Re: [PATCH] cgroup/cpuset: update parent subparts cpumask while holding css refcnt

From: Miaohe Lin
Date: Tue Jul 11 2023 - 21:57:03 EST


On 2023/7/11 19:52, Michal Koutný wrote:
> On Tue, Jul 11, 2023 at 10:52:02AM +0800, Miaohe Lin <linmiaohe@xxxxxxxxxx> wrote:
>> commit 2bdfd2825c9662463371e6691b1a794e97fa36b4
>> Author: Waiman Long <longman@xxxxxxxxxx>
>> Date: Wed Feb 2 22:31:03 2022 -0500
>>
>> cgroup/cpuset: Fix "suspicious RCU usage" lockdep warning
>
> Aha, thanks for the pointer.
>
> I've also found a paragraph in [1]:
>> In addition, the -rt patchset turns spinlocks into a sleeping locks so
>> that the corresponding critical sections can be preempted, which also
>> means that these sleeplockified spinlocks (but not other sleeping
>> locks!) may be acquire within -rt-Linux-kernel RCU read-side critical
>> sections.
>
> That suggests (together with practical use) that dicussed spinlocks
> should be fine in RCU read section.
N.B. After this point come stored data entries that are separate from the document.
//! Crawl worker: the per-task control loop
//!
//! Each worker repeats: dequeue, dedup, count the attempt, fetch, emit,
//! discover. An attempt the crawl limit refuses is never counted or fetched. The stop flag is checked at the top of the loop and right after
//! a page is emitted, never during a fetch, so an in-flight request always
//! runs to completion (or to its timeout) first.

use crate::crawler::fetcher::PageFetcher;
use crate::crawler::frontier::Frontier;
use crate::crawler::parser::Page;
use crate::crawler::session::CrawlSession;
use crate::crawler::visited::VisitedSet;
use std::sync::Arc;
use std::time::Duration;
use tokio::sync::mpsc;

/// Why a worker stopped
#[derive(Debug, Clone, Copy, PartialEq, Eq, Hash)]
pub enum WorkerExit {
    /// Saw the stop flag raised by another worker
    StopRequested,
    /// Was the first to be refused an attempt by the crawl limit and raised the flag
    LimitReached,
    /// The frontier stayed empty for the whole idle timeout
    IdleTimeout,
    /// The result sink went away, so nothing more could be delivered
    SinkClosed,
}

/// State shared by every worker of one crawl
#[derive(Clone)]
pub(crate) struct WorkerContext {
    pub frontier: Arc<Frontier>,
    pub visited: Arc<VisitedSet>,
    pub session: Arc<CrawlSession>,
    pub fetcher: PageFetcher,
    pub max_crawls: u64,
    pub idle_timeout: Duration,
}

pub(crate) struct Worker {
    id: usize,
    ctx: WorkerContext,
    results: mpsc::Sender<Page>,
}

impl Worker {
    pub fn new(id: usize, ctx: WorkerContext, results: mpsc::Sender<Page>) -> Self {
        Self { id, ctx, results }
    }

    pub async fn run(self) -> WorkerExit {
        let id = self.id;
        let ctx = &self.ctx;

        loop {
            if ctx.session.stop_requested() {
                tracing::debug!("[Worker {}] Stop signal received, shutting down", id);
                return WorkerExit::StopRequested;
            }

            let url = match ctx.frontier.dequeue(ctx.idle_timeout).await {
                Some(url) => url,
                None => {
                    tracing::info!(
                        "[Worker {}] Queue empty for {:?}, quitting",
                        id,
                        ctx.idle_timeout
                    );
                    return WorkerExit::IdleTimeout;
                }
            };

            if !ctx.visited.mark_visited(&url) {
                continue;
            }

            let count = match ctx.session.try_record_attempt(ctx.max_crawls) {
                Some(count) => count,
                None => {
                    if ctx.session.request_stop() {
                        tracing::info!(
                            "[Worker {}] Reached max crawls ({}), initiating shutdown",
                            id,
                            ctx.max_crawls
                        );
                        return WorkerExit::LimitReached;
                    }
                    tracing::debug!("[Worker {}] Crawl limit already reached, shutting down", id);
                    return WorkerExit::StopRequested;
                }
            };

            let mut page = match ctx.fetcher.fetch_page(&url).await {
                Ok(page) => page,
                Err(e) => {
                    ctx.session.record_failure();
                    tracing::warn!("Count: {} | [Worker {}] Failed: {}", count, id, e);
                    continue;
                }
            };

            tracing::info!(
                "Count: {} | [Worker {}] Crawled: {} | \"{}\"",
                count,
                id,
                url,
                page.title
            );

            let links = std::mem::take(&mut page.links);

            // Blocks while the sink is behind; completed pages are never dropped
            if self.results.send(page).await.is_err() {
                tracing::error!("[Worker {}] Result sink closed, stopping", id);
                return WorkerExit::SinkClosed;
            }

            if ctx.session.stop_requested() {
                tracing::debug!("[Worker {}] Stop signal received after emit", id);
                return WorkerExit::StopRequested;
            }

            let mut dropped = 0usize;
            for link in links {
                if !ctx.visited.is_visited(&link) && !ctx.frontier.try_enqueue(link) {
                    dropped += 1;
                }
            }
            if dropped > 0 {
                tracing::debug!(
                    "[Worker {}] Frontier full, dropped {} links from {}",
                    id,
                    dropped,
                    url
                );
            }
        }
    }
}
And the possible reason is deeper in
> generate_sched_domains() that do kmalloc(..., GFP_KERNEL).

update_parent_subparts_cpumask() would call update_flag() that do kmemdup(..., GFP_KERNEL)?

>
> Alas update_cpumask_hier() still calls generate_sched_domains(), OTOH,
> update_parent_subparts_cpumask() doesn't seem so.

It seems update_parent_subparts_cpumask() doesn't call generate_sched_domains().

>
> The idea to not relieve rcu_read_lock() in update_cpumask() iteration
> (instead of the technically unneeded refcnt bump) would have to be
> verified with CONFIG_PROVE_RCU && CONFIG_LOCKDEP. WDYT?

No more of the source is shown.